++++ INFORMATION SHOWN ++++
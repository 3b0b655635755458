//! Fixed-timestep frame loop.
//!
//! Decouples simulation stepping (fixed 60 Hz) from rendering (variable
//! rate) using an accumulator, and keeps frame/update counters.

use std::time::Instant;
use tracing::warn;

/// Fixed simulation timestep: 60 Hz.
pub const FIXED_DT: f64 = 1.0 / 60.0;

/// Maximum frame time clamp to prevent spiral of death.
pub const MAX_FRAME_TIME: f64 = 0.25;

/// Fixed-timestep frame loop state.
///
/// Call [`tick`](Self::tick) once per frame; the update callback runs zero
/// or more times at the fixed rate.
pub struct FrameLoop {
    previous_time: Instant,
    accumulator: f64,
    frame_count: u64,
    update_count: u64,
}

impl FrameLoop {
    /// Creates a new `FrameLoop` starting from the current instant.
    pub fn new() -> Self {
        Self {
            previous_time: Instant::now(),
            accumulator: 0.0,
            frame_count: 0,
            update_count: 0,
        }
    }

    /// Runs one frame: measures elapsed time and runs fixed-rate update
    /// steps. `update_fn(fixed_dt)` is called zero or more times.
    pub fn tick(&mut self, mut update_fn: impl FnMut(f64)) {
        let current_time = Instant::now();
        let frame_time = current_time
            .duration_since(self.previous_time)
            .as_secs_f64();
        self.previous_time = current_time;
        self.step(frame_time, &mut update_fn);
    }

    /// Advances the accumulator by an explicit frame time and runs the due
    /// fixed updates. The frame time is clamped so a long stall is absorbed
    /// as slowdown instead of a burst of catch-up steps.
    fn step(&mut self, mut frame_time: f64, update_fn: &mut impl FnMut(f64)) {
        if frame_time > MAX_FRAME_TIME {
            warn!(
                "Frame time {:.1}ms exceeds maximum, clamping to {:.1}ms",
                frame_time * 1000.0,
                MAX_FRAME_TIME * 1000.0
            );
            frame_time = MAX_FRAME_TIME;
        }

        self.accumulator += frame_time;
        while self.accumulator >= FIXED_DT {
            update_fn(FIXED_DT);
            self.accumulator -= FIXED_DT;
            self.update_count += 1;
        }
        self.frame_count += 1;
    }

    /// Total number of frames ticked.
    pub fn frame_count(&self) -> u64 {
        self.frame_count
    }

    /// Total number of fixed update steps executed.
    pub fn update_count(&self) -> u64 {
        self.update_count
    }
}

impl Default for FrameLoop {
    fn default() -> Self {
        Self::new()
    }
}
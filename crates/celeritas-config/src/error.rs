//! Configuration error types.

/// Errors that can occur when resolving paths or loading, saving, or parsing
/// configuration.
#[derive(Debug, thiserror::Error)]
pub enum ConfigError {
    /// The `HOME` environment variable is unset or empty.
    #[error("the HOME environment variable is unset or empty; cannot locate the application directory")]
    NoHomeDir,

    /// Failed to read the config file from disk.
    #[error("failed to read config: {0}")]
    ReadError(#[source] std::io::Error),

    /// Failed to write the config file to disk.
    #[error("failed to write config: {0}")]
    WriteError(#[source] std::io::Error),

    /// Failed to parse RON content.
    #[error("failed to parse config: {0}")]
    ParseError(#[source] ron::error::SpannedError),

    /// Failed to serialize config to RON.
    #[error("failed to serialize config: {0}")]
    SerializeError(#[source] ron::Error),
}
//! The binary entry point for the Celeritas application.
//!
//! Startup order: CLI parsing, home-directory resolution, application
//! directory creation (best effort), configuration restore with CLI
//! overrides, logging, the configuration dialog, resource groups, then the
//! event loop.

use celeritas_app::app::App;
use celeritas_app::dialog;
use celeritas_config::{AppPaths, CliArgs};
use celeritas_log::init_logging;
use celeritas_render::{EnginePaths, EngineRoot};
use clap::Parser;
use winit::event_loop::EventLoop;

fn main() {
    let args = CliArgs::parse();

    let paths = match args.home.as_deref() {
        Some(home) => AppPaths::with_home(home),
        None => match AppPaths::resolve() {
            Ok(paths) => paths,
            Err(e) => {
                eprintln!("celeritas: {e}");
                std::process::exit(1);
            }
        },
    };

    // Best effort: a directory that cannot be created is reported and
    // startup continues.
    for failure in paths.ensure_dirs() {
        eprintln!("celeritas: {failure}");
    }

    let mut root = EngineRoot::new(EnginePaths::from(&paths));
    if let Err(e) = root.restore_config() {
        eprintln!("celeritas: {e}");
        std::process::exit(1);
    }
    root.config_mut().apply_cli_overrides(&args);

    init_logging(Some(&paths.engine_log_file()), Some(root.config()));

    if !args.no_dialog {
        let render_systems = root.plugins().names().to_vec();
        let stdin = std::io::stdin();
        let stdout = std::io::stdout();
        if let Err(e) = dialog::show(
            root.config_mut(),
            &render_systems,
            &mut stdin.lock(),
            &mut stdout.lock(),
        ) {
            eprintln!("celeritas: configuration dialog failed: {e}");
            std::process::exit(1);
        }
        if let Err(e) = root.save_config() {
            tracing::warn!("Accepted configuration was not saved: {e}");
        }
    }

    root.declare_resource_location(celeritas_render::DEFAULT_RESOURCE_GROUP, paths.root.clone());
    root.initialise_resource_groups();

    let event_loop = EventLoop::new().expect("Failed to create event loop");
    let mut app = App::new(root);
    event_loop.run_app(&mut app).expect("Event loop failed");
    // Dropping the app drops the engine root, which persists the
    // configuration on the way out.
}
//! Configuration structs with hard-coded defaults and RON persistence.

use std::path::Path;

use serde::{Deserialize, Serialize};

use crate::error::ConfigError;

/// Top-level application configuration.
#[derive(Debug, Clone, Default, Serialize, Deserialize, PartialEq)]
#[serde(default)]
pub struct Config {
    /// Video and window settings.
    pub video: VideoConfig,
    /// Debug/development settings.
    pub debug: DebugConfig,
}

/// Video and window configuration. These are the settings the configuration
/// dialog edits.
#[derive(Debug, Clone, Serialize, Deserialize, PartialEq)]
#[serde(default)]
pub struct VideoConfig {
    /// Render system name (`auto` selects among the loaded plugins).
    pub render_system: String,
    /// Horizontal resolution in logical pixels.
    pub resolution_x: u32,
    /// Vertical resolution in logical pixels.
    pub resolution_y: u32,
    /// Start in fullscreen mode.
    pub full_screen: bool,
    /// Enable vsync.
    pub vsync: bool,
    /// Window title.
    pub title: String,
}

/// Debug/development configuration.
#[derive(Debug, Clone, Serialize, Deserialize, PartialEq)]
#[serde(default)]
pub struct DebugConfig {
    /// Log level override (e.g., "debug", "info", "warn").
    pub log_level: String,
}

impl Default for VideoConfig {
    fn default() -> Self {
        Self {
            render_system: "auto".to_string(),
            resolution_x: 640,
            resolution_y: 480,
            full_screen: false,
            vsync: true,
            title: "Celeritas Test Window".to_string(),
        }
    }
}

impl Default for DebugConfig {
    fn default() -> Self {
        Self {
            log_level: "info".to_string(),
        }
    }
}

// --- Restore / Save ---

impl Config {
    /// Restore the configuration from the given file, or fall back to the
    /// hard-coded defaults when the file does not exist.
    ///
    /// A missing file is not an error; an unreadable or unparseable file is.
    pub fn restore_or_default(config_file: &Path) -> Result<Self, ConfigError> {
        if !config_file.exists() {
            log::info!(
                "Missing configuration file `{}`, running off hard-coded defaults",
                config_file.display()
            );
            return Ok(Self::default());
        }

        let contents = std::fs::read_to_string(config_file).map_err(ConfigError::ReadError)?;
        let config: Config = ron::from_str(&contents).map_err(ConfigError::ParseError)?;
        log::info!("Restored configuration from `{}`", config_file.display());
        Ok(config)
    }

    /// Save the configuration to the given file.
    ///
    /// The write is atomic: the serialized form goes to a `.tmp` sibling
    /// first, which is then renamed over the target.
    pub fn save(&self, config_file: &Path) -> Result<(), ConfigError> {
        if let Some(parent) = config_file.parent() {
            std::fs::create_dir_all(parent).map_err(ConfigError::WriteError)?;
        }

        let pretty = ron::ser::PrettyConfig::new()
            .depth_limit(3)
            .separate_tuple_members(true)
            .enumerate_arrays(false);
        let serialized =
            ron::ser::to_string_pretty(self, pretty).map_err(ConfigError::SerializeError)?;

        let mut tmp_name = config_file.as_os_str().to_os_string();
        tmp_name.push(".tmp");
        let tmp_file = std::path::PathBuf::from(tmp_name);

        std::fs::write(&tmp_file, serialized).map_err(ConfigError::WriteError)?;
        std::fs::rename(&tmp_file, config_file).map_err(ConfigError::WriteError)?;
        Ok(())
    }
}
++++
TO DO ::
What lines above contain "eprintln"? Copy them out.

WRITTEN RESPONSE ::
                eprintln!("celeritas: {e}");
        eprintln!("celeritas: {failure}");
        eprintln!("celeritas: {e}");
            eprintln!("celeritas: configuration dialog failed: {e}");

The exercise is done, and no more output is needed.